March 2021 DocWire News
Technologies allowing home-based rehabilitation may be a key means of saving financial resources while also facilitating people’s access to treatment. After cochlear implantation, auditory training is necessary for the brain to adapt to new auditory signals transmitted by the cochlear implant (CI). To date, auditory training is conducted in a face-to-face setting at a specialised centre. However, because of the COVID-19 pandemic’s impact on health care, the need for new therapeutic settings has intensified.
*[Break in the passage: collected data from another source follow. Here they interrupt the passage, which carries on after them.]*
use crate::capability::{lemmatizer_probes, resolve, Capability, Lemmatizer};
use crate::config::AnalysisConfig;
use lazy_static::lazy_static;
use regex::Regex;
use std::collections::HashSet;
use unicode_normalization::UnicodeNormalization;

lazy_static! {
    static ref RE: Regex = Regex::new(r"[\p{L}\p{N}\-'’]+").expect("valid regex");
    static ref UK_STOPWORDS: HashSet<&'static str> = {
        let words: &[&str] = &[
            "і","в","на","з","до","та","що","не","я","у","за",
            "це","цею","цей","він","вона","вони","ми","ви","їх","її","року","років"
        ];
        words.iter().copied().collect()
    };
    static ref EN_STOPWORDS: HashSet<&'static str> = {
        let words: &[&str] = &[
            "a","about","above","after","again","against","all","am","an","and","any","are","aren't","as","at",
            "be","because","been","before","being","below","between","both","but","by",
            "can","can't","cannot","could","couldn't",
            "did","didn't","do","does","doesn't","doing","don't","down","during",
            "each","few","for","from","further",
            "had","hadn't","has","hasn't","have","haven't","having","he","he'd","he'll","he's","her","here","here's","hers","herself","him","himself","his","how","how's",
            "i","i'd","i'll","i'm","i've","if","in","into","is","isn't","it","it's","its","itself",
            "let's","me","more","most","mustn't","my","myself",
            "no","nor","not","of","off","on","once","only","or","other","ought","our","ours","ourselves","out","over","own",
            "same","she","she'd","she'll","she's","should","shouldn't","so","some","such",
            "than","that","that's","the","their","theirs","them","themselves","then","there","there's","these","they","they'd","they'll","they're","they've","this","those","through","to","too",
            "under","until","up","very",
            "was","wasn't","we","we'd","we'll","we're","we've","were","weren't","what","what's","when","when's","where","where's","which","while","who","who's","whom","why","why's","with","won't","would","wouldn't",
            "you","you'd","you'll","you're","you've","your","yours","yourself","yourselves"
        ];
        words.iter().copied().collect()
    };
}

/// Built-in stopword list by name ("uk" or "en").
pub fn stopword_list(name: &str) -> Option<&'static HashSet<&'static str>> {
    match name.trim().to_lowercase().as_str() {
        "uk" | "ukrainian" => Some(&*UK_STOPWORDS),
        "en" | "english" => Some(&*EN_STOPWORDS),
        _ => None,
    }
}

/// Turns raw text into the ordered token sequence stored on documents and
/// matched against the index.
pub struct Normalizer {
    stopwords: HashSet<String>,
    lemmatizer: Capability<dyn Lemmatizer>,
}

impl Normalizer {
    pub fn new(stopwords: HashSet<String>, lemmatizer: Capability<dyn Lemmatizer>) -> Self {
        Self { stopwords, lemmatizer }
    }

    pub fn from_config(cfg: &AnalysisConfig) -> Self {
        let mut stopwords: HashSet<String> = HashSet::new();
        for name in &cfg.stopwords {
            match stopword_list(name) {
                Some(list) => stopwords.extend(list.iter().map(|w| w.to_string())),
                None => tracing::warn!(list = %name, "unknown stopword list ignored"),
            }
        }
        stopwords.extend(cfg.extra_stopwords.iter().map(|w| w.to_lowercase()));
        let lemmatizer = resolve("lemmatizer", lemmatizer_probes(&cfg.lemmatizer_languages));
        Self::new(stopwords, lemmatizer)
    }

    pub fn has_lemmatizer(&self) -> bool { self.lemmatizer.is_present() }

    fn is_stopword(&self, token: &str) -> bool { self.stopwords.contains(token) }

    /// NFKC-normalize, split on word characters, lowercase, lemmatize when a
    /// lemmatizer is available, and drop stopwords.
    pub fn normalize(&self, text: &str) -> Vec<String> {
        if text.is_empty() { return Vec::new(); }
        let normalized = text.nfkc().collect::<String>();
        let mut tokens = Vec::new();
        for mat in RE.find_iter(&normalized) {
            let raw = mat.as_str();
            if !raw.chars().any(|c| c.is_alphanumeric()) { continue; }
            // U+2019 and ASCII apostrophe spell the same word
            let lower = raw.replace('\u{2019}', "'").to_lowercase();
            if self.is_stopword(&lower) { continue; }
            let token = match self.lemmatizer.get() {
                Some(lemmatizer) => {
                    let lemma = lemmatizer.lemma(&lower);
                    if lemma.is_empty() || self.is_stopword(&lemma) { continue; }
                    lemma
                }
                None => lower,
            };
            tokens.push(token);
        }
        tokens
    }
}

impl Default for Normalizer {
    fn default() -> Self { Self::from_config(&AnalysisConfig::default()) }
}

#[cfg(test)]
mod tests {
    use super::*;
    use crate::capability::SnowballLemmatizer;
    use std::sync::Arc;

    #[test]
    fn splits_lowercases_and_drops_stopwords() {
        let n = Normalizer::default();
        let t = n.normalize("Київ і Львів, та Харків!");
        assert_eq!(t, vec!["київ", "львів", "харків"]);
    }

    #[test]
    fn keeps_hyphens_apostrophes_and_digits() {
        let n = Normalizer::default();
        let t = n.normalize("Ранок п'ятниці: COVID-19 у 2024");
        assert_eq!(t, vec!["ранок", "п'ятниці", "covid-19", "2024"]);
    }

    #[test]
    fn typographic_apostrophe_matches_ascii() {
        let n = Normalizer::default();
        assert_eq!(n.normalize("п’ятниці"), n.normalize("п'ятниці"));
        assert_eq!(n.normalize("П’ятниці"), vec!["п'ятниці"]);
    }

    #[test]
    fn bare_punctuation_is_not_a_token() {
        let n = Normalizer::default();
        assert!(n.normalize(" - ' -- ").is_empty());
        assert!(n.normalize("").is_empty());
    }

    #[test]
    fn duplicates_are_kept_in_order() {
        let n = Normalizer::default();
        assert_eq!(n.normalize("rust Rust RUST"), vec!["rust", "rust", "rust"]);
    }

    #[test]
    fn lemmatizer_replaces_lowercase_form() {
        let lemmatizer: Arc<dyn Lemmatizer> = Arc::new(SnowballLemmatizer::for_language("en").unwrap());
        let stop: HashSet<String> = EN_STOPWORDS.iter().map(|w| w.to_string()).collect();
        let n = Normalizer::new(stop, Capability::Present(lemmatizer));
        assert_eq!(n.normalize("The runners were running"), vec!["runner", "run"]);
    }

    #[test]
    fn extra_stopwords_merge_with_named_lists() {
        let cfg = AnalysisConfig {
            stopwords: vec!["uk".into(), "en".into(), "klingon".into()],
            extra_stopwords: vec!["Deal".into()],
            ..Default::default()
        };
        let n = Normalizer::from_config(&cfg);
        assert_eq!(n.normalize("Ukraine signs the deal"), vec!["ukraine", "signs"]);
    }
}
The aims of this study were to assess the feasibility of a novel teletherapeutic auditory rehabilitation platform in adult CI recipients and compare the clinical outcomes and economic benefits of this platform with those derived from conventional face-to-face rehabilitation settings in a clinic. In total, 20 experienced adult CI users with a mean age of 59.4 (SD 16.3) years participated in the study. They completed 3 weeks of standard (face-to-face) therapy, followed by 3 weeks of computer-based auditory training (CBAT) at home. Participants were assessed at three intervals: before face-to-face therapy, after face-to-face therapy, and after CBAT. The primary outcomes were speech understanding in quiet and noisy conditions. The secondary outcomes were the usability of the CBAT system, the participants’ subjective rating of their own listening abilities, and the time required for completing face-to-face and CBAT sessions for CI users and therapists.
Greater benefits were observed after CBAT than after standard therapy in nearly all speech outcome measures. Significant improvements were found in sentence comprehension in noise, speech tracking and phoneme differentiation after CBAT. Only speech tracking improved significantly after conventional therapy. The program’s usability was judged to be high: only 2 of 20 participants could not imagine using the program without support. The different features of the training platform were rated as high. Cost analysis showed a cost difference in favour of CBAT: therapists spent 120 minutes per week face-to-face and 30 minutes per week on computer-based sessions. For CI users, attending standard therapy required an average of approximately 78 minutes of travel time per appointment.
CONCLUSIONS: The proposed teletherapeutic approach for hearing rehabilitation enables good clinical outcomes while saving time for CI users and clinicians. The promising speech understanding results might be due to the high satisfaction of users with the CBAT program. Teletherapy might offer a cost-effective solution to address the lack of human resources in health care as well as the global challenge of current or future pandemics.